*** EXCERPTED DATA ***

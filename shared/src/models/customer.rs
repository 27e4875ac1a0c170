//! Customer Model

use serde::{Deserialize, Serialize};

/// Customer directory entry (read-only for the pipeline)
#[derive(Debug, Clone, Serialize, Deserialize, PartialEq)]
#[cfg_attr(feature = "db", derive(sqlx::FromRow))]
pub struct Customer {
    pub id: String,
    pub name: String,
    pub phone: Option<String>,
}

impl Customer {
    /// Phone on file, ignoring blank values
    pub fn reachable_phone(&self) -> Option<&str> {
        self.phone.as_deref().map(str::trim).filter(|p| !p.is_empty())
    }
}
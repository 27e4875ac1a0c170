//! # courier-channel
//!
//! Outbound text-message channel library - low-level delivery only.
//!
//! ## Scope
//!
//! This crate handles HOW to reach a phone:
//! - Phone number normalization into the channel's canonical format
//! - Bearer-authenticated HTTP delivery (`HttpChannel`)
//! - Ordered transport strategies tried in sequence (`FallbackChannel`)
//!
//! Business logic (WHAT to send and WHEN) stays in application code:
//! - Status templates, audit records, driver fan-out → courier-cloud
//!
//! ## Example
//!
//! ```ignore
//! use courier_channel::{HttpChannel, MessageChannel, PhoneNormalizer, SendRoute};
//!
//! let phone = PhoneNormalizer::default().normalize("07 70 12 34 56");
//!
//! let channel = HttpChannel::new("https://gateway.example.com", Some(token))?
//!     .with_route(SendRoute::new("/api/send-message"));
//! let sent = channel.send_text(&phone, "Your order is on its way").await?;
//! ```

mod channel;
mod error;
mod fallback;
mod phone;

// Re-exports
pub use channel::{ChannelInfo, HttpChannel, MessageChannel, SendRoute, SentMessage};
pub use error::{ChannelError, ChannelResult};
pub use fallback::FallbackChannel;
pub use phone::PhoneNormalizer;
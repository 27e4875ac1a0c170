//! Data models
//!
//! Shared between courier-cloud and API consumers.
//! DB row types use `#[cfg_attr(feature = "db", derive(sqlx::FromRow))]`.
//! Order, customer and driver IDs are owned by external systems and kept as
//! strings; records created by the notification pipeline use snowflake `i64`.

pub mod customer;
pub mod driver;
pub mod driver_notification;
pub mod message_template;
pub mod notification;
pub mod order;
pub mod transition;

// Re-exports
pub use customer::*;
pub use driver::*;
pub use driver_notification::*;
pub use message_template::*;
pub use notification::*;
pub use order::*;
pub use transition::*;
//! Collaborator seams of the transition pipeline
//!
//! Every external system is reached through one of these traits and injected
//! as `Arc<dyn ...>`, so tests can substitute doubles.

use async_trait::async_trait;
use shared::models::{
    Customer, Driver, DriverNotification, DriverNotificationCreate, NotificationCreate,
    NotificationOutcome, NotificationRecord, Order, OrderUpdate,
};

use super::error::{BroadcastError, StoreError};

pub type StoreResult<T> = Result<T, StoreError>;

/// Order store (owned by order management)
#[async_trait]
pub trait OrderStore: Send + Sync {
    async fn get_order(&self, order_id: &str) -> StoreResult<Option<Order>>;

    /// Partial update returning the post-mutation row, `None` if the id is unknown
    async fn update_order(&self, order_id: &str, update: &OrderUpdate)
    -> StoreResult<Option<Order>>;
}

/// Customer directory
#[async_trait]
pub trait CustomerDirectory: Send + Sync {
    async fn get_customer(&self, customer_id: &str) -> StoreResult<Option<Customer>>;
}

/// Driver directory
#[async_trait]
pub trait DriverDirectory: Send + Sync {
    /// Drivers currently available for new work
    async fn list_available_drivers(&self) -> StoreResult<Vec<Driver>>;
}

/// Message template store
#[async_trait]
pub trait TemplateStore: Send + Sync {
    async fn get_template(&self, status_key: &str) -> StoreResult<Option<String>>;
}

/// Notification record store (customer messages)
#[async_trait]
pub trait NotificationStore: Send + Sync {
    /// Insert a record in `pending` state
    async fn create_pending(&self, data: NotificationCreate) -> StoreResult<NotificationRecord>;

    /// Move a `pending` record to `sent` or `failed`.
    ///
    /// Fails with [`StoreError::NotPending`] if the record already completed.
    async fn complete(
        &self,
        record_id: i64,
        outcome: NotificationOutcome,
    ) -> StoreResult<NotificationRecord>;

    async fn list_for_order(&self, order_id: &str) -> StoreResult<Vec<NotificationRecord>>;
}

/// Driver notification store
#[async_trait]
pub trait DriverNotificationStore: Send + Sync {
    async fn create(&self, data: DriverNotificationCreate) -> StoreResult<DriverNotification>;

    async fn list_by_driver(&self, driver_id: &str) -> StoreResult<Vec<DriverNotification>>;

    async fn list_by_order(&self, order_id: &str) -> StoreResult<Vec<DriverNotification>>;
}

/// Payload broadcast to realtime-connected driver clients
#[derive(Debug, Clone, serde::Serialize)]
#[serde(rename_all = "camelCase")]
pub struct WorkAvailable {
    pub event: &'static str,
    pub order_id: String,
    pub order_number: String,
    pub driver_count: usize,
}

/// Drivers webhook (realtime availability broadcast)
#[async_trait]
pub trait DriverBroadcaster: Send + Sync {
    /// `false` when no endpoint is configured
    fn is_enabled(&self) -> bool;

    async fn broadcast(&self, event: &WorkAvailable) -> Result<(), BroadcastError>;
}
/// Current UTC timestamp in milliseconds
pub fn now_millis() -> i64 {
    chrono::Utc::now().timestamp_millis()
}

/// Generate a Snowflake-style i64 for use as record ID.
///
/// Layout (53 bits, fits in JavaScript's Number.MAX_SAFE_INTEGER):
///   - 41 bits: milliseconds since 2024-01-01 UTC (~69 years)
///   - 12 bits: random (4096 values per ms)
pub fn snowflake_id() -> i64 {
    use rand::Rng;
    // Custom epoch: 2024-01-01 00:00:00 UTC
    const EPOCH_MS: i64 = 1_704_067_200_000;
    let now = now_millis();
    let ts = (now - EPOCH_MS) & 0x1FF_FFFF_FFFF; // 41 bits
    let rand_bits: i64 = rand::thread_rng().gen_range(0..0x1000); // 12 bits
    (ts << 12) | rand_bits
}
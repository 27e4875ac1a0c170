//! Error and envelope types returned by the courier HTTP API

use super::codes::ErrorCode;
use http::StatusCode;
use serde::{Deserialize, Serialize};
use serde_json::Value;
use std::collections::HashMap;
use thiserror::Error;

/// Failure reported to an API caller
///
/// Pipeline errors (order mutation, customer lookup, channel dispatch) are
/// folded into this shape. `details` carries whatever diagnostic the failing
/// collaborator produced, e.g. the database constraint that rejected an
/// order update or the gateway response of a refused message.
#[derive(Debug, Clone, Error)]
#[error("{message}")]
pub struct AppError {
    pub code: ErrorCode,
    pub message: String,
    pub details: Option<HashMap<String, Value>>,
}

impl AppError {
    /// Error carrying the catalog message of `code`
    pub fn new(code: ErrorCode) -> Self {
        Self {
            message: code.message().to_string(),
            code,
            details: None,
        }
    }

    pub fn with_message(code: ErrorCode, message: impl Into<String>) -> Self {
        Self {
            code,
            message: message.into(),
            details: None,
        }
    }

    /// Attach one diagnostic entry
    pub fn with_detail(mut self, key: impl Into<String>, value: impl Into<Value>) -> Self {
        self.details
            .get_or_insert_with(HashMap::new)
            .insert(key.into(), value.into());
        self
    }

    pub fn http_status(&self) -> StatusCode {
        self.code.http_status()
    }

    /// Malformed request body (blank status, bad field)
    pub fn validation(msg: impl Into<String>) -> Self {
        Self::with_message(ErrorCode::ValidationFailed, msg)
    }
}

/// JSON envelope of every courier API response
///
/// Success bodies carry `code: 0` and `data`; failures carry the error code
/// and, when present, `details`.
#[derive(Debug, Clone, Serialize, Deserialize)]
pub struct ApiResponse<T> {
    #[serde(skip_serializing_if = "Option::is_none")]
    pub code: Option<u16>,
    pub message: String,
    #[serde(skip_serializing_if = "Option::is_none")]
    pub data: Option<T>,
    #[serde(skip_serializing_if = "Option::is_none")]
    pub details: Option<HashMap<String, Value>>,
}

impl<T> ApiResponse<T> {
    pub fn success(data: T) -> Self {
        Self {
            code: Some(0),
            message: "OK".to_string(),
            data: Some(data),
            details: None,
        }
    }
}

impl ApiResponse<()> {
    pub fn error(err: &AppError) -> Self {
        Self {
            code: Some(err.code.code()),
            message: err.message.clone(),
            data: None,
            details: err.details.clone(),
        }
    }
}

pub type AppResult<T> = Result<T, AppError>;

// ===== Axum Integration =====

impl axum::response::IntoResponse for AppError {
    fn into_response(self) -> axum::response::Response {
        use axum::Json;

        let status = self.http_status();
        let body = ApiResponse::<()>::error(&self);

        // Only system faults are logged; caller errors are not
        if matches!(self.code.category(), super::category::ErrorCategory::System) {
            tracing::error!(
                code = %self.code,
                message = %self.message,
                "Courier API system error"
            );
        }

        (status, Json(body)).into_response()
    }
}

impl<T: Serialize> axum::response::IntoResponse for ApiResponse<T> {
    fn into_response(self) -> axum::response::Response {
        use axum::Json;

        let status = match self.code {
            None | Some(0) => StatusCode::OK,
            Some(code) => ErrorCode::try_from(code)
                .map(|c| c.http_status())
                .unwrap_or(StatusCode::INTERNAL_SERVER_ERROR),
        };

        (status, Json(self)).into_response()
    }
}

*** End of EXCERPTED DATA ***

TASK REQUIREMENTS:
The reply should consist solely of the lines above from the one that has "pub use order::*;" through the one that has "pub trait NotificationStore: Send", reproduced exactly.

TASK RESULT:
pub use order::*;
pub use transition::*;
//! Collaborator seams of the transition pipeline
//!
//! Every external system is reached through one of these traits and injected
//! as `Arc<dyn ...>`, so tests can substitute doubles.

use async_trait::async_trait;
use shared::models::{
    Customer, Driver, DriverNotification, DriverNotificationCreate, NotificationCreate,
    NotificationOutcome, NotificationRecord, Order, OrderUpdate,
};

use super::error::{BroadcastError, StoreError};

pub type StoreResult<T> = Result<T, StoreError>;

/// Order store (owned by order management)
#[async_trait]
pub trait OrderStore: Send + Sync {
    async fn get_order(&self, order_id: &str) -> StoreResult<Option<Order>>;

    /// Partial update returning the post-mutation row, `None` if the id is unknown
    async fn update_order(&self, order_id: &str, update: &OrderUpdate)
    -> StoreResult<Option<Order>>;
}

/// Customer directory
#[async_trait]
pub trait CustomerDirectory: Send + Sync {
    async fn get_customer(&self, customer_id: &str) -> StoreResult<Option<Customer>>;
}

/// Driver directory
#[async_trait]
pub trait DriverDirectory: Send + Sync {
    /// Drivers currently available for new work
    async fn list_available_drivers(&self) -> StoreResult<Vec<Driver>>;
}

/// Message template store
#[async_trait]
pub trait TemplateStore: Send + Sync {
    async fn get_template(&self, status_key: &str) -> StoreResult<Option<String>>;
}

/// Notification record store (customer messages)
#[async_trait]
pub trait NotificationStore: Send + Sync {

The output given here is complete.